My background is Irish, so I'm out of luck
January 30, 2012 8:55 PM   Subscribe

A different "identify this song" question -- this one is about lyrics. Complication: they're in Scottish Gaelic.

This song is named "Rithill Aill", according to the compilation album I have, and is sung by Karen Matheson. I have been looking for a translation of the lyrics for five years, unsuccessfully. Google searches turn up only other people posting desperate pleas for a translation in other various fora.

So -- apparently this is a traditional song, and some sources say it's about a wedding. Does anyone a) recognize it as a traditional Scottish song, b) perhaps know what the lyrics are, and c) know an English translation?

Even if someone could point me to the Scottish lyrics I could attempt a klunky "Scottish-to-English-dictionary" approach (I've found some online dictionaries).

Thank you.
posted by EmpressCallipygos to Media & Arts (12 answers total) 2 users marked this as a favorite
I poked about on Smithsonian Folkways, but no dice. You could always ask on the Celtic Culture forum on Capercaillie's website. Couple people there seem to regularly communicate with Karen Matheson.
posted by likeso at 9:36 PM on January 30, 2012

(Rithill Aill was track two on The Dreaming Sea. Odd thing is, the band itself left the lyrics off here. Huh.)
posted by likeso at 9:50 PM on January 30, 2012

Well. The song was also included on The Rough Guide to Scottish Folk, and Donald Shaw (husband of Karen Matheson and one of the founders of Capercaillie) was credited with the composition. Notes said song was a modern puirt-a-beul. So, possibly no real lyrics at all - or "very bawdy" lyrics.

(sorry if none of this is news to you!)
posted by likeso at 10:35 PM on January 30, 2012

You might want to poke around for her address and maybe pose this question on her guestbook.
posted by Yorrick at 10:47 PM on January 30, 2012

That sounds like lilting to me, i.e. the Gaelic equivalent of 'doobie-doobie-doo'. I've heard pub singers in the Highlands do that for ten straight minutes to a fiddle and a beat. It's mesmerising.
posted by Happy Dave at 1:38 AM on January 31, 2012 [1 favorite]

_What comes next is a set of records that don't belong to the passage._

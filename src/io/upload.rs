//! Partner table upload
//!
//! Parses a partner CSV into typed [`Partner`] rows and checks that the result
//! is a single-rooted tree. The first problem found rejects the whole file;
//! the diagnostic names the 1-based data row (0 for header problems).

use crate::error::{DashboardError, DashboardResult};
use crate::hierarchy::validate_tree;
use crate::model::{
    Level, Partner, PartnerId, Status, ADVOCACY_MAX, ADVOCACY_MIN, ENGAGEMENT_MAX, ENGAGEMENT_MIN,
    SENTIMENT_MAX, SENTIMENT_MIN,
};
use chrono::{NaiveDate, NaiveDateTime};
use csv::{ReaderBuilder, StringRecord};
use std::fs::File;
use std::io::Read;
use std::path::Path;
use tracing::{debug, info, warn};

/// Columns every uploaded partner file must carry, in export order
pub const PARTNER_COLUMNS: [&str; 12] = [
    "partner_id",
    "name",
    "level",
    "parent_id",
    "join_date",
    "status",
    "posts",
    "shares",
    "sentiment",
    "advocacy_score",
    "engagement",
    "total_revenue",
];

/// Read and validate a partner table from any reader
pub fn read_partners<R: Read>(reader: R) -> DashboardResult<Vec<Partner>> {
    let mut rdr = ReaderBuilder::new().trim(csv::Trim::All).from_reader(reader);
    let headers = rdr.headers().map_err(|e| reject(0, e.to_string()))?.clone();
    let columns = ColumnMap::resolve(&headers)?;

    let mut partners = Vec::new();
    for (i, record) in rdr.records().enumerate() {
        let row = i + 1;
        let record = record.map_err(|e| reject(row, e.to_string()))?;
        partners.push(columns.parse_row(row, &record)?);
    }
    debug!("Parsed {} partner rows", partners.len());

    if let Err(e) = validate_tree(&partners) {
        warn!("Uploaded partner table rejected: {}", e);
        return Err(e.into());
    }

    info!("Accepted partner upload with {} partners", partners.len());
    Ok(partners)
}

pub fn read_partners_file(path: impl AsRef<Path>) -> DashboardResult<Vec<Partner>> {
    let path = path.as_ref();
    debug!("Reading partner table from {}", path.display());
    read_partners(File::open(path)?)
}

fn reject(row: usize, message: impl Into<String>) -> DashboardError {
    DashboardError::Upload { row, message: message.into() }
}

/// Header name to field position
struct ColumnMap {
    index: [usize; PARTNER_COLUMNS.len()],
}

impl ColumnMap {
    fn resolve(headers: &StringRecord) -> DashboardResult<Self> {
        let mut index = [0usize; PARTNER_COLUMNS.len()];
        for (slot, column) in index.iter_mut().zip(PARTNER_COLUMNS) {
            *slot = headers
                .iter()
                .position(|h| h.eq_ignore_ascii_case(column))
                .ok_or_else(|| reject(0, format!("missing column '{}'", column)))?;
        }
        Ok(ColumnMap { index })
    }

    fn field<'r>(&self, record: &'r StringRecord, column: usize) -> &'r str {
        record.get(self.index[column]).unwrap_or("")
    }

    fn parse_row(&self, row: usize, record: &StringRecord) -> DashboardResult<Partner> {
        let cell = |c: usize| Cell { row, column: PARTNER_COLUMNS[c], raw: self.field(record, c) };

        let partner_id = cell(0).integer()?;
        if partner_id == 0 {
            return Err(cell(0).out_of_range(">= 1"));
        }
        let parent_id = cell(3).optional_integer()?;
        if parent_id == Some(0) {
            return Err(cell(3).out_of_range(">= 1"));
        }

        let name = cell(1).raw.to_string();
        if name.is_empty() {
            return Err(reject(row, "empty name"));
        }

        let sentiment = cell(8).float()?;
        if !(SENTIMENT_MIN..=SENTIMENT_MAX).contains(&sentiment) {
            return Err(cell(8).out_of_range("[-1, 1]"));
        }
        let advocacy_score = cell(9).count()?;
        if !(ADVOCACY_MIN..=ADVOCACY_MAX).contains(&advocacy_score) {
            return Err(cell(9).out_of_range("[1, 100]"));
        }
        let engagement = cell(10).count()?;
        if !(ENGAGEMENT_MIN..=ENGAGEMENT_MAX).contains(&engagement) {
            return Err(cell(10).out_of_range("[1, 100]"));
        }
        let total_revenue = cell(11).float()?;
        if total_revenue < 0.0 {
            return Err(cell(11).out_of_range(">= 0"));
        }

        Ok(Partner {
            partner_id: PartnerId(partner_id),
            name,
            level: cell(2).parse::<Level>()?,
            parent_id: parent_id.map(PartnerId),
            join_date: cell(4).date()?,
            status: cell(5).parse::<Status>()?,
            posts: cell(6).count()?,
            shares: cell(7).count()?,
            sentiment,
            advocacy_score,
            engagement,
            total_revenue,
        })
    }
}

/// One raw field with enough context to report a rejection
struct Cell<'r> {
    row: usize,
    column: &'static str,
    raw: &'r str,
}

impl Cell<'_> {
    fn invalid(&self, what: &str) -> DashboardError {
        reject(self.row, format!("{} '{}' is not {}", self.column, self.raw, what))
    }

    fn out_of_range(&self, range: &str) -> DashboardError {
        reject(self.row, format!("{} {} is outside {}", self.column, self.raw, range))
    }

    /// Non-negative integer; integral floats such as `7.0` are accepted
    fn integer(&self) -> DashboardResult<u64> {
        if let Ok(v) = self.raw.parse::<u64>() {
            return Ok(v);
        }
        match self.raw.parse::<f64>() {
            Ok(v) if v.is_finite() && v >= 0.0 && v.fract() == 0.0 && v <= u64::MAX as f64 => Ok(v as u64),
            _ => Err(self.invalid("a non-negative integer")),
        }
    }

    fn count(&self) -> DashboardResult<u32> {
        u32::try_from(self.integer()?).map_err(|_| self.out_of_range("the u32 range"))
    }

    /// Empty and `nan` mean "no value"
    fn optional_integer(&self) -> DashboardResult<Option<u64>> {
        if self.raw.is_empty() || self.raw.eq_ignore_ascii_case("nan") || self.raw.eq_ignore_ascii_case("none") {
            Ok(None)
        } else {
            self.integer().map(Some)
        }
    }

    fn float(&self) -> DashboardResult<f64> {
        match self.raw.parse::<f64>() {
            Ok(v) if v.is_finite() => Ok(v),
            _ => Err(self.invalid("a finite number")),
        }
    }

    /// `YYYY-MM-DD`, optionally followed by a time of day
    fn date(&self) -> DashboardResult<NaiveDate> {
        NaiveDate::parse_from_str(self.raw, "%Y-%m-%d")
            .or_else(|_| NaiveDateTime::parse_from_str(self.raw, "%Y-%m-%d %H:%M:%S").map(|dt| dt.date()))
            .map_err(|_| self.invalid("a date (YYYY-MM-DD)"))
    }

    fn parse<T>(&self) -> DashboardResult<T>
    where
        T: std::str::FromStr,
        T::Err: std::fmt::Display,
    {
        self.raw
            .parse::<T>()
            .map_err(|e| reject(self.row, format!("{}: {}", self.column, e)))
    }
}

There's something a bit peculiar going on. On Spotify, the song linked in your Youtube video is called Calbharaigh (Calvary), but the lyrics match the song on Spotify called 'Rithill Aill'. It's the only song on the album lyrics found here that doesn't have any listed. So I suspect, as above, it's a lyric-less (or near lyric-less) lilting song.
posted by Happy Dave at 2:02 AM on January 31, 2012

Writing from the Western Isles as seen in that vid. It's what we call Mouth Music or puirt a beul, simply rhythmic sounds used in song. Sometimes there are lyrics but usually just a line or two repeated over and over. It's more about the tune really. I'll try and get you some info on the song ASAP.
posted by veryape at 3:50 AM on January 31, 2012

Best answer: Update: Passed this onto a friend, fluent gaelic speaker and poet who says song is mouth mostly all vocables, there also seem to be the odd discernible word (she made out 'balach' and 'banais' - young boy and wedding). She doesn't know the song from traditional gaelic song lexicon at all and kindly suggests that if there are lyrics, Ms Matheson needs to work on her diction!
posted by veryape at 7:54 AM on January 31, 2012

See also this.
posted by veryape at 7:57 AM on January 31, 2012

Response by poster: Veryape -- so it sounds like what this is, basically, is Scottish Gaelic scat singing?
posted by EmpressCallipygos at 8:01 AM on January 31, 2012

Yeah but probably less improvised!
posted by veryape at 9:39 AM on January 31, 2012

Response by poster: Thanks -- marking this resolved.